The modern South African-Irish community
Out of the apartheid years has come the modern South African-Irish community. The era of decolonization resulted in some Irish, particularly from Zimbabwe moving down Africa to South Africa. There was also an exodus, which sadly continues, of Irish out of South Africa, some going to Australia. In 1951 there were 8,254 people in the country born in the Irish republic. In 1985 the figure was 7,219 but by 1991 the figure was down to 4,265. Of course, to these numbers must be added people born in Northern Ireland, many with British passports. In 1985 they numbered 4,040.
How, therefore, does one then account for the present estimate of South Africa having about 38,000 Irish passports? I recall in the 1990s chatting to someone in Iveagh House, the headquarters of the Irish Department of Foreign Affairs. She was not very complimentary about South African applicants for Irish passports: “They don’t even bother coming over to Dublin to pick them up, but ring us and say, post it to me in London”. I smiled to myself when I heard this, recalling the days of apartheid when it was de rigueur for any white in the country to acquire as many foreign passports as possible, ‘for insurance purposes’ – British, Portuguese and, when the ‘grandparent’ rule came in, Irish. So the truth is that a fair whack of those 38,000 Irish passport holders could not name five rivers, mountains or counties of Ireland. Old habits die hard.

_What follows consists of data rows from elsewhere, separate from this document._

#[derive(serde::Serialize)]
struct CheckResult {
    name: &'static str,
    status: &'static str,
    detail: String,
    #[serde(skip_serializing_if = "Option::is_none")]
    hint: Option<String>,
}

impl CheckResult {
    fn pass(name: &'static str, detail: impl Into<String>) -> Self {
        Self {
            name,
            status: "pass",
            detail: detail.into(),
            hint: None,
        }
    }

    fn fail(name: &'static str, detail: impl Into<String>, hint: impl Into<String>) -> Self {
        Self {
            name,
            status: "fail",
            detail: detail.into(),
            hint: Some(hint.into()),
        }
    }

    fn info(name: &'static str, detail: impl Into<String>) -> Self {
        Self {
            name,
            status: "info",
            detail: detail.into(),
            hint: None,
        }
    }

    fn symbol(&self) -> &'static str {
        match self.status {
            "pass" => "\u{2713}",
            "fail" => "\u{2717}",
            _ => "~",
        }
    }

    fn colored_symbol(&self) -> String {
        match self.status {
            "pass" => "\x1b[32m\u{2713}\x1b[0m".into(),
            "fail" => "\x1b[31m\u{2717}\x1b[0m".into(),
            _ => "\x1b[33m~\x1b[0m".into(),
        }
    }
}

fn run_doctor(config: &GuruConfig, format: OutputFormat, use_color: bool) -> Result<()> {
    let mut checks: Vec<CheckResult> = Vec::new();

    // 1. Config file
    let config_path = Path::new(".guru.toml");
    if config_path.exists() {
        let repo_count = config.github.target_repos.len();
        let detail = if repo_count > 0 {
            format!(".guru.toml found ({repo_count} target repos)")
        } else {
            ".guru.toml found".into()
        };
        checks.push(CheckResult::pass("config_file", detail));
    } else {
        checks.push(CheckResult::fail(
            "config_file",
            ".guru.toml not found",
            "run 'guru init' to create a default config",
        ));
    }

    // 2. GitHub token
    if config.github.token.is_some() || std::env::var("GITHUB_TOKEN").is_ok() {
        checks.push(CheckResult::pass(
            "github_token",
            "GITHUB_TOKEN set (5000 req/hr)",
        ));
    } else {
        checks.push(CheckResult::info(
            "github_token",
            "GITHUB_TOKEN not set — unauthenticated API allows only 60 req/hr",
        ));
    }

    // 3. Embedding provider + API key
    let emb_provider = &config.embedding.provider;
    let emb_model = &config.embedding.model;
    checks.push(CheckResult::pass(
        "embedding_provider",
        format!(
            "{emb_provider} (model: {emb_model}, {} dims)",
            config.embedding.dimensions
        ),
    ));
    if config.embedding.api_key.is_some() || std::env::var("OPENAI_API_KEY").is_ok() {
        checks.push(CheckResult::pass("embedding_api_key", "OPENAI_API_KEY set"));
    } else {
        checks.push(CheckResult::fail(
            "embedding_api_key",
            "OPENAI_API_KEY not set",
            "export OPENAI_API_KEY=... or set api_key in .guru.toml [embedding]",
        ));
    }

    // 4. Search index
    let index_path = Path::new(&config.index.path);
    if index_path.exists() {
        let detail = match rusqlite::Connection::open_with_flags(
            index_path,
            rusqlite::OpenFlags::SQLITE_OPEN_READ_ONLY,
        ) {
            Ok(conn) => {
                let count: i64 = conn
                    .query_row("SELECT COUNT(*) FROM prs", [], |r| r.get(0))
                    .unwrap_or(0);
                format!("exists ({count} PRs)")
            }
            Err(_) => "exists".into(),
        };
        checks.push(CheckResult::pass("search_index", detail));
    } else {
        checks.push(CheckResult::info(
            "search_index",
            "not found (run 'guru ingest' then 'guru index' to create)",
        ));
    }

    // 5. Scrape cache
    let cache = guru_ingest::cache::PrCache::new(Path::new(&config.cache.dir));
    match cache.cached_repos() {
        Ok(repos) if !repos.is_empty() => {
            checks.push(CheckResult::info(
                "scrape_cache",
                format!("{} repos cached in {}", repos.len(), config.cache.dir),
            ));
        }
        _ => {
            checks.push(CheckResult::info("scrape_cache", "empty"));
        }
    }

    // Output
    match format {
        OutputFormat::Json => {
            let version = env!("CARGO_PKG_VERSION");
            let json = serde_json::json!({
                "version": version,
                "checks": checks,
            });
            println!("{}", serde_json::to_string_pretty(&json).into_diagnostic()?);
        }
        _ => {
            let version = env!("CARGO_PKG_VERSION");
            println!("guru v{version} — Environment Check\n");

            for check in &checks {
                let sym = if use_color {
                    check.colored_symbol()
                } else {
                    check.symbol().to_string()
                };
                // Pad the name for alignment
                let label = check.name.replace('_', " ");
                println!("  {sym} {label:<20} {}", check.detail);
                if let Some(hint) = &check.hint {
                    println!("    hint: {hint}");
                }
            }

            let passed = checks.iter().filter(|c| c.status == "pass").count();
            let failed = checks.iter().filter(|c| c.status == "fail").count();
            let info = checks.iter().filter(|c| c.status == "info").count();
            println!("\n{passed} checks passed, {failed} failed, {info} info");
        }
    }

    Ok(())
}

const DEFAULT_CONFIG: &str = r#"# guru configuration
# See: https://github.com/guru-dev/guru

[github]
# Personal access token; GITHUB_TOKEN env var also works.
# token = "ghp_..."
# target_repos = ["facebook/react", "vercel/next.js", "apollographql/apollo-server"]
# max_prs_per_repo = 100
# min_lines_changed = 50
# max_pr_age_days = 730

[cache]
# enabled = true
# dir = "data/cache"
# max_age_days = 7

[embedding]
# provider = "openai"
# model = "text-embedding-3-small"
# dimensions = 1536
# Point base_url at any OpenAI-compatible server for local embeddings:
# base_url = "http://localhost:8080/v1"

[index]
# path = ".guru/index.db"

[rank]
# retrieval_limit = 50
# top_n = 10
# recency_weight = 0.1
# volume_weight = 0.15
# recency_decay_per_day = 0.001
"#;

fn read_records(path: &Path) -> Result<Vec<PullRequestRecord>> {
    let content = std::fs::read_to_string(path)
        .into_diagnostic()
        .wrap_err(format!("reading {}", path.display()))?;
    serde_json::from_str(&content)
        .into_diagnostic()
        .wrap_err(format!("parsing {}", path.display()))
}

fn write_records(path: &Path, records: &[PullRequestRecord]) -> Result<()> {
    if let Some(parent) = path.parent() {
        if !parent.as_os_str().is_empty() {
            std::fs::create_dir_all(parent).into_diagnostic()?;
        }
    }
    let content = serde_json::to_string_pretty(records).into_diagnostic()?;
    std::fs::write(path, content)
        .into_diagnostic()
        .wrap_err(format!("writing {}", path.display()))
}

async fn run_ingest(
    config: &GuruConfig,
    repos: &[String],
    output: Option<&Path>,
    refresh: bool,
) -> Result<()> {
    let repos: Vec<String> = if repos.is_empty() {
        config.github.target_repos.clone()
    } else {
        repos.to_vec()
    };
    if repos.is_empty() {
        miette::bail!(miette::miette!(
            help = "Pass -r owner/repo, or set target_repos in .guru.toml [github]",
            "No repositories to ingest"
        ));
    }

    let client = guru_ingest::github::GitHubClient::new(&config.github)?;
    if !client.is_authenticated() {
        eprintln!("warning: GITHUB_TOKEN not set, API limited to 60 requests/hour");
    }
    let cache = guru_ingest::cache::PrCache::new(Path::new(&config.cache.dir));

    let bar = indicatif::ProgressBar::new(repos.len() as u64);
    bar.set_style(
        indicatif::ProgressStyle::with_template("{spinner} [{pos}/{len}] {msg}")
            .into_diagnostic()?,
    );

    let mut all_records = Vec::new();
    for repo in &repos {
        bar.set_message(repo.clone());

        let cached = if config.cache.enabled && !refresh {
            cache.load(repo, config.cache.max_age_days)?
        } else {
            None
        };

        let records = match cached {
            Some(records) => {
                bar.println(format!("{repo}: {} PRs (cached)", records.len()));
                records
            }
            None => {
                let records = client.scrape_repo(repo, &config.github).await?;
                if config.cache.enabled {
                    cache.store(repo, &records)?;
                }
                bar.println(format!("{repo}: {} PRs (scraped)", records.len()));
                records
            }
        };

        all_records.extend(records);
        bar.inc(1);
    }
    bar.finish_and_clear();

    let output = output.unwrap_or(Path::new("data/prs.json"));
    write_records(output, &all_records)?;
    println!(
        "Collected {} PRs from {} repos into {}",
        all_records.len(),
        repos.len(),
        output.display()
    );

    Ok(())
}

And the second-generation phenomenon noted in The Republic in 1922 still holds true. But perhaps the best emigrants are those who assimilate into the culture of their new home country. I have noted both historically and during the 40 years I have lived in Africa, the lack of sentimentality towards Ireland among Irish people, especially second and third generation. You will search in vain for a song which begins, “If you ever cross the Great Karoo to Ireland”. No dancing leprechauns having been sighted on Table Mountain. Today the Irish South African Association (ISAA) has chapters in Cape Town, Johannesburg and Durban. With its one thousand members, it is largely an expat orgnisation and only a few black faces are to be seen in its gatherings, something which must change. The IRASA had a rule that only Irish born or people of Irish descent could be members, and I fear the ethos has come down the years.

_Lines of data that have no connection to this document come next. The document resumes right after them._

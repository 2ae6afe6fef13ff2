use std::{env, fmt, str::FromStr};

use anyhow::{anyhow, Context, Result};

const DEFAULT_CORS_ORIGIN: &str = "http://localhost:3000";

#[derive(Debug, Clone, Copy, PartialEq, Eq)]
pub enum Environment {
  Development,
  Production,
}

impl fmt::Display for Environment {
  fn fmt(&self, f: &mut fmt::Formatter) -> fmt::Result {
    match self {
      Environment::Development => write!(f, "development"),
      Environment::Production => write!(f, "production"),
    }
  }
}

impl FromStr for Environment {
  type Err = String;

  fn from_str(s: &str) -> Result<Self, Self::Err> {
    match s {
      "development" | "dev" => Ok(Environment::Development),
      "production" | "prod" => Ok(Environment::Production),
      _ => Err(format!("'{}' is not a valid environment", s)),
    }
  }
}

/// Runtime settings of the api server, read from the process environment.
#[derive(Debug, Clone)]
pub struct Config {
  pub host: String,
  pub port: u16,
  pub database_url: String,
  pub jwt_secret: String,
  /// Token lifetime in minutes.
  pub jwt_maxage: i64,
  pub cors_origin: String,
  pub environment: Environment,
}

impl Config {
  pub fn from_env() -> Result<Self> {
    let port = required("PORT")?;
    let jwt_maxage = required("JWT_MAXAGE")?;

    Ok(Self {
      host: required("HOST")?,
      port: port.parse().with_context(|| format!("PORT `{port}` is not a valid port"))?,
      database_url: required("DATABASE_URL")?,
      jwt_secret: required("JWT_SECRET")?,
      jwt_maxage: jwt_maxage
        .parse()
        .with_context(|| format!("JWT_MAXAGE `{jwt_maxage}` is not a number of minutes"))?,
      cors_origin: env::var("CORS_ORIGIN").unwrap_or_else(|_| DEFAULT_CORS_ORIGIN.to_string()),
      environment: match env::var("APP_ENV") {
        Ok(value) => value.parse().map_err(|e: String| anyhow!(e))?,
        Err(_) => Environment::Production,
      },
    })
  }

  pub fn server_url(&self) -> String {
    format!("{}:{}", self.host, self.port)
  }
}

fn required(name: &str) -> Result<String> {
  env::var(name).with_context(|| format!("{name} is not set in .env file"))
}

Voting in an Irish presidential election? One wonders if expats, having a particular psyche and ‘frozen in time’ image of the old country, will vote for more extreme faction candidates and therefore distort the will of the people of Ireland living in Ireland. Would the South African-Irish, having lived through traumatic years and in part closed off from the world, be a case in point? Elections can have narrow margins. Look at the first-preference votes in the 1990 Irish presidential campaign – 38,000 votes from South Africa might in the future make a difference.

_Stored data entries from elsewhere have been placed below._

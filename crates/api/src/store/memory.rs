use std::collections::HashMap;

use async_trait::async_trait;
use chrono::{DateTime, Utc};
use parking_lot::RwLock;
use uuid::Uuid;

use super::{FreelancerFilter, Pagination, ProjectFilter, ProjectStore, Store, UserStore};
use crate::{
  entities::{
    project::{Project, ProjectStatus},
    user::User,
  },
  error::{ApiError, ApiResult},
};

/// Process-local store. Every operation runs under a single lock, which gives
/// the same compare-and-swap guarantees as the SQLite store.
#[derive(Debug, Default)]
pub struct MemoryStore {
  projects: RwLock<HashMap<Uuid, Project>>,
  users: RwLock<HashMap<Uuid, User>>,
}

impl MemoryStore {
  pub fn new() -> Self {
    Self::default()
  }
}

#[async_trait]
impl ProjectStore for MemoryStore {
  async fn insert_project(&self, project: &Project) -> ApiResult<()> {
    self.projects.write().insert(project.id, project.clone());
    Ok(())
  }

  async fn find_project(&self, id: Uuid) -> ApiResult<Option<Project>> {
    Ok(self.projects.read().get(&id).cloned())
  }

  async fn list_projects(&self, filter: &ProjectFilter, pagination: Pagination) -> ApiResult<(Vec<Project>, i64)> {
    let mut matching: Vec<Project> = self
      .projects
      .read()
      .values()
      .filter(|project| filter.matches(project))
      .cloned()
      .collect();

    matching.sort_by(|a, b| b.created_at.cmp(&a.created_at).then_with(|| a.id.cmp(&b.id)));

    let total = matching.len() as i64;
    let page = matching
      .into_iter()
      .skip(usize::try_from(pagination.offset()).unwrap_or(usize::MAX))
      .take(usize::try_from(pagination.limit).unwrap_or(usize::MAX))
      .collect();

    Ok((page, total))
  }

  async fn replace_project(&self, project: &Project, expected_version: i64) -> ApiResult<bool> {
    let mut projects = self.projects.write();

    match projects.get_mut(&project.id) {
      Some(stored) if stored.version == expected_version => {
        *stored = project.clone();
        Ok(true)
      },
      _ => Ok(false),
    }
  }

  async fn delete_project(&self, id: Uuid) -> ApiResult<bool> {
    Ok(self.projects.write().remove(&id).is_some())
  }

  async fn cancel_expired_projects(&self, now: DateTime<Utc>) -> ApiResult<u64> {
    let mut cancelled = 0;

    for project in self.projects.write().values_mut() {
      if project.status == ProjectStatus::Open && project.deadline < now {
        project.status = ProjectStatus::Cancelled;
        project.updated_at = now;
        project.version += 1;
        cancelled += 1;
      }
    }

    Ok(cancelled)
  }
}

#[async_trait]
impl UserStore for MemoryStore {
  async fn insert_user(&self, user: &User) -> ApiResult<()> {
    let mut users = self.users.write();

    if users.values().any(|u| u.email.eq_ignore_ascii_case(&user.email)) {
      return Err(ApiError::UserAlreadyExist(user.email.clone()));
    }

    users.insert(user.id, user.clone());
    Ok(())
  }

  async fn find_user(&self, id: Uuid) -> ApiResult<Option<User>> {
    Ok(self.users.read().get(&id).cloned())
  }

  async fn find_user_by_email(&self, email: &str) -> ApiResult<Option<User>> {
    Ok(
      self
        .users
        .read()
        .values()
        .find(|u| u.email.eq_ignore_ascii_case(email))
        .cloned(),
    )
  }

  async fn find_users(&self, ids: &[Uuid]) -> ApiResult<Vec<User>> {
    let users = self.users.read();
    Ok(ids.iter().filter_map(|id| users.get(id).cloned()).collect())
  }

  async fn update_user(&self, user: &User) -> ApiResult<()> {
    let mut users = self.users.write();

    if users
      .values()
      .any(|u| u.id != user.id && u.email.eq_ignore_ascii_case(&user.email))
    {
      return Err(ApiError::UserAlreadyExist(user.email.clone()));
    }

    match users.get_mut(&user.id) {
      Some(stored) => {
        *stored = user.clone();
        Ok(())
      },
      None => Err(ApiError::ResourceNotFound(user.id.to_string())),
    }
  }

  async fn list_freelancers(&self, filter: &FreelancerFilter) -> ApiResult<Vec<User>> {
    let mut freelancers: Vec<User> = self
      .users
      .read()
      .values()
      .filter(|user| filter.matches(user))
      .cloned()
      .collect();

    freelancers.sort_by(|a, b| b.created_at.cmp(&a.created_at));
    Ok(freelancers)
  }
}

#[async_trait]
impl Store for MemoryStore {
  async fn ping(&self) -> ApiResult<()> {
    Ok(())
  }
}

#[cfg(test)]
mod tests {
  use chrono::Duration;

  use super::*;
  use crate::entities::project::{Category, Reviews};

  fn project(created_at: DateTime<Utc>, deadline: DateTime<Utc>) -> Project {
    Project {
      id: Uuid::new_v4(),
      owner_id: Uuid::new_v4(),
      freelancer_id: None,
      title: "Inventory dashboard".to_string(),
      description: "Build a dashboard for the warehouse inventory system".to_string(),
      category: Category::WebDevelopment,
      skills: vec!["react".to_string()],
      budget: 300.0,
      final_budget: None,
      deadline,
      requirements: vec!["Charts".to_string()],
      attachments: vec![],
      status: ProjectStatus::Open,
      proposals: vec![],
      milestones: vec![],
      reviews: Reviews::default(),
      created_at,
      updated_at: created_at,
      version: 0,
    }
  }

  #[tokio::test]
  async fn test_replace_rejects_stale_version() {
    let store = MemoryStore::new();
    let now = Utc::now();
    let mut stored = project(now, now + Duration::days(1));
    store.insert_project(&stored).await.unwrap();

    stored.title = "First writer".to_string();
    stored.version = 1;
    assert!(store.replace_project(&stored, 0).await.unwrap());

    stored.title = "Second writer".to_string();
    stored.version = 1;
    assert!(!store.replace_project(&stored, 0).await.unwrap());

    let current = store.find_project(stored.id).await.unwrap().unwrap();
    assert_eq!(current.title, "First writer");
  }

  #[tokio::test]
  async fn test_list_is_newest_first_and_paginated() {
    let store = MemoryStore::new();
    let now = Utc::now();
    let deadline = now + Duration::days(5);

    let oldest = project(now - Duration::hours(2), deadline);
    let middle = project(now - Duration::hours(1), deadline);
    let newest = project(now, deadline);
    for p in [&middle, &oldest, &newest] {
      store.insert_project(p).await.unwrap();
    }

    let (first_page, total) = store
      .list_projects(&ProjectFilter::default(), Pagination::new(Some(1), Some(2)))
      .await
      .unwrap();
    assert_eq!(total, 3);
    assert_eq!(
      first_page.iter().map(|p| p.id).collect::<Vec<_>>(),
      vec![newest.id, middle.id]
    );

    let (second_page, _) = store
      .list_projects(&ProjectFilter::default(), Pagination::new(Some(2), Some(2)))
      .await
      .unwrap();
    assert_eq!(second_page.len(), 1);
    assert_eq!(second_page[0].id, oldest.id);
  }

  #[tokio::test]
  async fn test_cancel_expired_only_touches_open_projects() {
    let store = MemoryStore::new();
    let now = Utc::now();

    let expired = project(now - Duration::days(3), now - Duration::days(1));
    let mut running = project(now - Duration::days(3), now - Duration::days(1));
    running.status = ProjectStatus::InProgress;
    let fresh = project(now, now + Duration::days(1));
    for p in [&expired, &running, &fresh] {
      store.insert_project(p).await.unwrap();
    }

    assert_eq!(store.cancel_expired_projects(now).await.unwrap(), 1);

    let expired = store.find_project(expired.id).await.unwrap().unwrap();
    assert_eq!(expired.status, ProjectStatus::Cancelled);
    assert_eq!(expired.version, 1);
    let running = store.find_project(running.id).await.unwrap().unwrap();
    assert_eq!(running.status, ProjectStatus::InProgress);
    let fresh = store.find_project(fresh.id).await.unwrap().unwrap();
    assert_eq!(fresh.status, ProjectStatus::Open);
  }
}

I can speak only anecdotally but such talk of international presidential franchise rights was greeted with support and enthusiasm among the ISAA. The irony is that eligibility based on Irish citizenship (understandably) excludes those who regard themselves as Irish but are from a unionist tradition and hold a British passport. Ironically, they can name five Irish rivers, five mountains and five counties. But that is a conversation for further down the old bog road.